§ Exercise
Scan the records for the string "your" and state how many lines contain it, using the number alone.

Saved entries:
======

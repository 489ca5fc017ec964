//! Embedded market report. The report itself is hosted by the BI provider;
//! only its embed URL comes from configuration.

use leptos::prelude::*;
use leptos_router::components::A;

use crate::routes::paths;
use crate::util::config::AppConfig;

#[component]
pub fn MarketReportPage() -> impl IntoView {
    let embed_url = use_context::<AppConfig>().unwrap_or_default().dashboard_embed_url;

    let report = if embed_url.is_empty() {
        log::warn!("market report requested but no embed url is configured");
        view! { <p class="market-report__empty">"The market report is not available right now."</p> }.into_any()
    } else {
        view! {
            <iframe class="market-report__frame" title="Labor market report" src=embed_url allowfullscreen=true></iframe>
        }
        .into_any()
    };

    view! {
        <section class="market-report">
            <A href={paths::DASHBOARD} {..} class="market-report__back">"← Back to dashboard"</A>
            {report}
        </section>
    }
}
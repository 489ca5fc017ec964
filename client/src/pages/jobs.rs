//! Job recommendations: upload a resume, list the best matching jobs.

use leptos::prelude::*;

use crate::net::jobs::{match_jobs, picked_resume};
use crate::net::types::JobMatch;
use crate::state::job_search::JobSearch;
use crate::util::config::AppConfig;

#[component]
pub fn JobsPage() -> impl IntoView {
    let config = use_context::<AppConfig>().unwrap_or_default();
    let state = RwSignal::new_local(JobSearch::default());

    let on_pick = move |ev: leptos::ev::Event| {
        let resume = picked_resume(&ev);
        state.update(|s| s.pick(resume));
    };

    let on_search = move |_| {
        let mut started = None;
        state.update(|s| started = s.begin());
        let Some(resume) = started else {
            return;
        };
        let config = config.clone();
        leptos::task::spawn_local(async move {
            let result = match_jobs(&config, &resume).await;
            state.update(|s| s.finish(result));
        });
    };

    let loading = move || state.with(|s| s.loading);

    view! {
        <section class="jobs-page">
            <h1 class="jobs-page__title">"Job Recommendations"</h1>
            <p class="jobs-page__lead">"Upload your resume to see the best matching jobs."</p>

            <div class="jobs-page__controls">
                <input id="resume-upload" class="jobs-page__file" type="file" accept=".pdf" on:change=on_pick/>
                <label for="resume-upload" class="jobs-page__pick">
                    {move || if state.with(|s| s.resume.is_some()) { "Change file" } else { "Upload resume" }}
                </label>
                <span class="jobs-page__filename">
                    {move || state.with(|s| s.resume_name().map(str::to_owned))}
                </span>
                <button class="jobs-page__search" on:click=on_search disabled=loading>
                    {move || if loading() { "Finding your matches..." } else { "Get jobs" }}
                </button>
            </div>

            {move || state.with(|s| s.error.clone()).map(|msg| view! { <div class="auth-alert" role="alert">{msg}</div> })}

            <Show when=loading>
                <div class="jobs-page__loading">
                    "Loading data..."
                    <span class="spinner" aria-hidden="true"></span>
                </div>
            </Show>

            <div class="jobs-grid">
                <For
                    each=move || if loading() { Vec::new() } else { state.with(|s| s.jobs.clone()) }
                    key=|job| (job.title.clone(), job.company.clone(), job.location.clone())
                    children=|job| view! { <JobCard job=job/> }
                />
            </div>
        </section>
    }
}

#[component]
fn JobCard(job: JobMatch) -> impl IntoView {
    let width = format!("width: {}%", job.match_score);
    let apply = job.apply_url.clone().unwrap_or_else(|| "#".to_owned());

    view! {
        <article class="job-card">
            <header class="job-card__header">
                <div>
                    <h3 class="job-card__title">{job.title}</h3>
                    <p class="job-card__meta">{format!("{} • {}", job.company, job.location)}</p>
                </div>
                <span class="job-card__score">{format!("{}%", job.match_score)}</span>
            </header>
            <div class="job-card__bar">
                <div class="job-card__bar-fill" style=width></div>
            </div>
            <SkillList title="Skills match" chip_class="skill-chip skill-chip--have" skills=job.skills/>
            <SkillList title="Missing skills" chip_class="skill-chip skill-chip--missing" skills=job.missing_skills/>
            {(!job.why.is_empty()).then(|| view! { <p class="job-card__why">{job.why}</p> })}
            <a class="job-card__apply" href=apply target="_blank" rel="noopener noreferrer">"Apply"</a>
        </article>
    }
}

/// Labelled chip list; renders nothing when `skills` is empty.
#[component]
fn SkillList(title: &'static str, chip_class: &'static str, skills: Vec<String>) -> impl IntoView {
    (!skills.is_empty()).then(|| {
        view! {
            <div class="job-card__skills">
                <p class="job-card__skills-title">{title}</p>
                <div class="skill-chips">
                    {skills.into_iter().map(|skill| view! { <span class=chip_class>{skill}</span> }).collect_view()}
                </div>
            </div>
        }
    })
}
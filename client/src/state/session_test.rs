use super::*;

// =============================================================
// Helpers
// =============================================================

fn user(token: &str) -> SignedInUser {
    SignedInUser { token: token.to_owned(), email: "a@b.com".to_owned(), user_id: "uid-1".to_owned() }
}

/// Backend whose storage is unavailable, like a browser with storage disabled.
struct UnavailableBackend;

impl SessionBackend for UnavailableBackend {
    fn get(&self, _key: &str) -> Option<String> {
        None
    }
    fn set(&self, _key: &str, _value: &str) {}
    fn remove(&self, _key: &str) {}
}

// =============================================================
// Reads
// =============================================================

#[test]
fn fresh_session_reads_absent() {
    let session = SessionSignal::in_memory();
    assert_eq!(session.read(), None);
    assert!(!session.is_authenticated());
    assert_eq!(session.identity(), None);
}

#[test]
fn empty_token_reads_absent() {
    let backend = Arc::new(MemoryBackend::default());
    backend.set(TOKEN_KEY, "");
    let session = SessionSignal::new(backend);
    assert_eq!(session.read(), None);
}

#[test]
fn unavailable_storage_reads_absent() {
    let session = SessionSignal::new(Arc::new(UnavailableBackend));
    session.write(SessionUpdate::SignIn(user("tok-1")));
    assert_eq!(session.read(), None);
}

#[test]
fn token_written_by_another_writer_is_visible() {
    let backend = Arc::new(MemoryBackend::default());
    let session = SessionSignal::new(backend.clone());
    backend.set(TOKEN_KEY, "tok-external");
    assert_eq!(session.read().as_deref(), Some("tok-external"));
}

// =============================================================
// Writes
// =============================================================

#[test]
fn sign_in_stores_token_and_identity() {
    let session = SessionSignal::in_memory();
    session.write(SessionUpdate::SignIn(user("tok-123")));
    assert_eq!(session.read().as_deref(), Some("tok-123"));
    assert_eq!(
        session.identity(),
        Some(SessionIdentity { email: "a@b.com".to_owned(), user_id: Some("uid-1".to_owned()) })
    );
}

#[test]
fn clear_removes_every_key() {
    let backend = Arc::new(MemoryBackend::default());
    let session = SessionSignal::new(backend.clone());
    session.write(SessionUpdate::SignIn(user("tok-123")));
    session.write(SessionUpdate::Clear);
    assert_eq!(session.read(), None);
    assert_eq!(backend.get(EMAIL_KEY), None);
    assert_eq!(backend.get(USER_ID_KEY), None);
}

#[test]
fn each_write_bumps_revision() {
    let session = SessionSignal::in_memory();
    assert_eq!(session.revision(), 0);
    session.write(SessionUpdate::SignIn(user("tok")));
    session.write(SessionUpdate::Clear);
    assert_eq!(session.revision(), 2);
}

#[test]
fn reads_do_not_bump_revision() {
    let session = SessionSignal::in_memory();
    session.write(SessionUpdate::SignIn(user("tok")));
    for _ in 0..5 {
        let _ = session.read();
        let _ = session.identity();
    }
    assert_eq!(session.revision(), 1);
}

#[test]
fn clones_share_the_same_backend() {
    let session = SessionSignal::in_memory();
    let other = session.clone();
    other.write(SessionUpdate::SignIn(user("tok")));
    assert!(session.is_authenticated());
    assert_eq!(session.revision(), 1);
}

#[test]
fn signed_in_user_needs_token_and_user_id() {
    let backend = Arc::new(MemoryBackend::default());
    let session = SessionSignal::new(backend.clone());
    assert_eq!(session.signed_in_user(), None);

    session.write(SessionUpdate::SignIn(user("tok-1")));
    assert_eq!(session.signed_in_user(), Some(user("tok-1")));

    backend.remove(USER_ID_KEY);
    assert_eq!(session.signed_in_user(), None);
}

// =============================================================
// Subscriptions
// =============================================================

#[test]
fn subscribers_see_each_write_with_the_new_token() {
    let session = SessionSignal::in_memory();
    let seen = Arc::new(Mutex::new(Vec::new()));
    let sink = seen.clone();
    let _sub = session.subscribe(move |token| sink.lock().unwrap().push(token.map(str::to_owned)));

    session.write(SessionUpdate::SignIn(user("tok-1")));
    session.write(SessionUpdate::Clear);
    assert_eq!(*seen.lock().unwrap(), vec![Some("tok-1".to_owned()), None]);
}

#[test]
fn dropping_the_subscription_stops_callbacks() {
    let session = SessionSignal::in_memory();
    let calls = Arc::new(Mutex::new(0));
    let counter = calls.clone();
    let sub = session.subscribe(move |_| *counter.lock().unwrap() += 1);

    session.write(SessionUpdate::Clear);
    drop(sub);
    session.write(SessionUpdate::Clear);
    assert_eq!(*calls.lock().unwrap(), 1);
}

#[test]
fn subscription_outliving_the_session_is_harmless() {
    let session = SessionSignal::in_memory();
    let sub = session.subscribe(|_| {});
    drop(session);
    drop(sub);
}
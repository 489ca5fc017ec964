//! Shared client-side state modules.
//!
//! DESIGN
//! ======
//! `session` is the process-wide auth signal. `auth_form`, `profile_draft`
//! and `job_search` are page-local state for the auth flows, the profile
//! pages and the job recommendations page.

pub mod auth_form;
pub mod job_search;
pub mod profile_draft;
pub mod session;
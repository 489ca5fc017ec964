//! State for the job recommendations page: the picked resume, the request
//! in flight, and the last results.

#[cfg(test)]
#[path = "job_search_test.rs"]
mod job_search_test;

use crate::net::jobs::{JobMatchError, Resume};
use crate::net::types::JobMatch;

#[derive(Clone, Debug, Default)]
pub struct JobSearch {
    pub resume: Option<Resume>,
    pub loading: bool,
    pub jobs: Vec<JobMatch>,
    pub error: Option<String>,
}

impl JobSearch {
    /// Replace the picked resume. Results for the previous one stay visible
    /// until the next search.
    pub fn pick(&mut self, resume: Option<Resume>) {
        self.resume = resume;
        self.error = None;
    }

    pub fn resume_name(&self) -> Option<&str> {
        self.resume.as_ref().map(Resume::name)
    }

    /// Start a search. Returns the resume to upload, or `None` when a search
    /// is already running or no resume is picked (which records an error).
    pub fn begin(&mut self) -> Option<Resume> {
        if self.loading {
            return None;
        }
        let Some(resume) = self.resume.clone() else {
            self.error = Some(JobMatchError::NoResume.user_message());
            return None;
        };
        self.loading = true;
        self.error = None;
        Some(resume)
    }

    pub fn finish(&mut self, result: Result<Vec<JobMatch>, JobMatchError>) {
        self.loading = false;
        match result {
            Ok(jobs) => {
                if jobs.is_empty() {
                    self.error = Some("No matching jobs found for this CV.".to_owned());
                }
                self.jobs = jobs;
            }
            Err(e) => {
                log::warn!("job matching failed: {e}");
                self.error = Some(e.user_message());
            }
        }
    }
}
use super::*;

// =============================================================
// Reducer
// =============================================================

#[test]
fn set_field_updates_value_and_clears_server_error() {
    let mut form = AuthForm::default();
    form.apply(FormAction::SetServerError("EMAIL_EXISTS".to_owned()));
    form.apply(FormAction::SetField(Field::Email, "a@b.com".to_owned()));
    assert_eq!(form.values.email, "a@b.com");
    assert_eq!(form.server_error, None);
}

#[test]
fn server_error_stops_loading() {
    let mut form = AuthForm::default();
    form.apply(FormAction::SetLoading(true));
    form.apply(FormAction::SetServerError("nope".to_owned()));
    assert!(!form.loading);
    assert_eq!(form.server_error.as_deref(), Some("nope"));
}

#[test]
fn succeed_stops_loading() {
    let mut form = AuthForm::default();
    form.apply(FormAction::SetLoading(true));
    form.apply(FormAction::Succeed);
    assert!(form.success);
    assert!(!form.loading);
}

#[test]
fn toggle_show_password_flips() {
    let mut form = AuthForm::default();
    form.apply(FormAction::ToggleShowPassword);
    assert!(form.show_password);
    form.apply(FormAction::ToggleShowPassword);
    assert!(!form.show_password);
}

#[test]
fn errors_hidden_until_touched() {
    let mut form = AuthForm::default();
    form.apply(FormAction::SetErrors(missing_fields(&form.values, &[Field::Email])));
    assert_eq!(form.visible_error(Field::Email), None);
    form.apply(FormAction::Touch(Field::Email));
    assert_eq!(form.visible_error(Field::Email), Some("Email is required."));
}

#[test]
fn touch_all_reveals_every_error() {
    let mut form = AuthForm::default();
    let fields = [Field::Name, Field::Email, Field::Password];
    form.apply(FormAction::SetErrors(missing_fields(&form.values, &fields)));
    form.touch_all(&fields);
    for field in fields {
        assert!(form.visible_error(field).is_some());
    }
}

// =============================================================
// Required fields
// =============================================================

#[test]
fn missing_fields_treats_whitespace_as_blank() {
    let values = FormValues { name: "  ".to_owned(), email: "a@b.com".to_owned(), password: "x".to_owned() };
    let errors = missing_fields(&values, &[Field::Name, Field::Email, Field::Password]);
    assert_eq!(errors.len(), 1);
    assert_eq!(errors.get(&Field::Name).map(String::as_str), Some("Name is required."));
}

#[test]
fn missing_fields_only_checks_requested_fields() {
    let values = FormValues::default();
    let errors = missing_fields(&values, &[Field::Email, Field::Password]);
    assert!(!errors.contains_key(&Field::Name));
    assert_eq!(errors.len(), 2);
}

======

§ Exercise result
2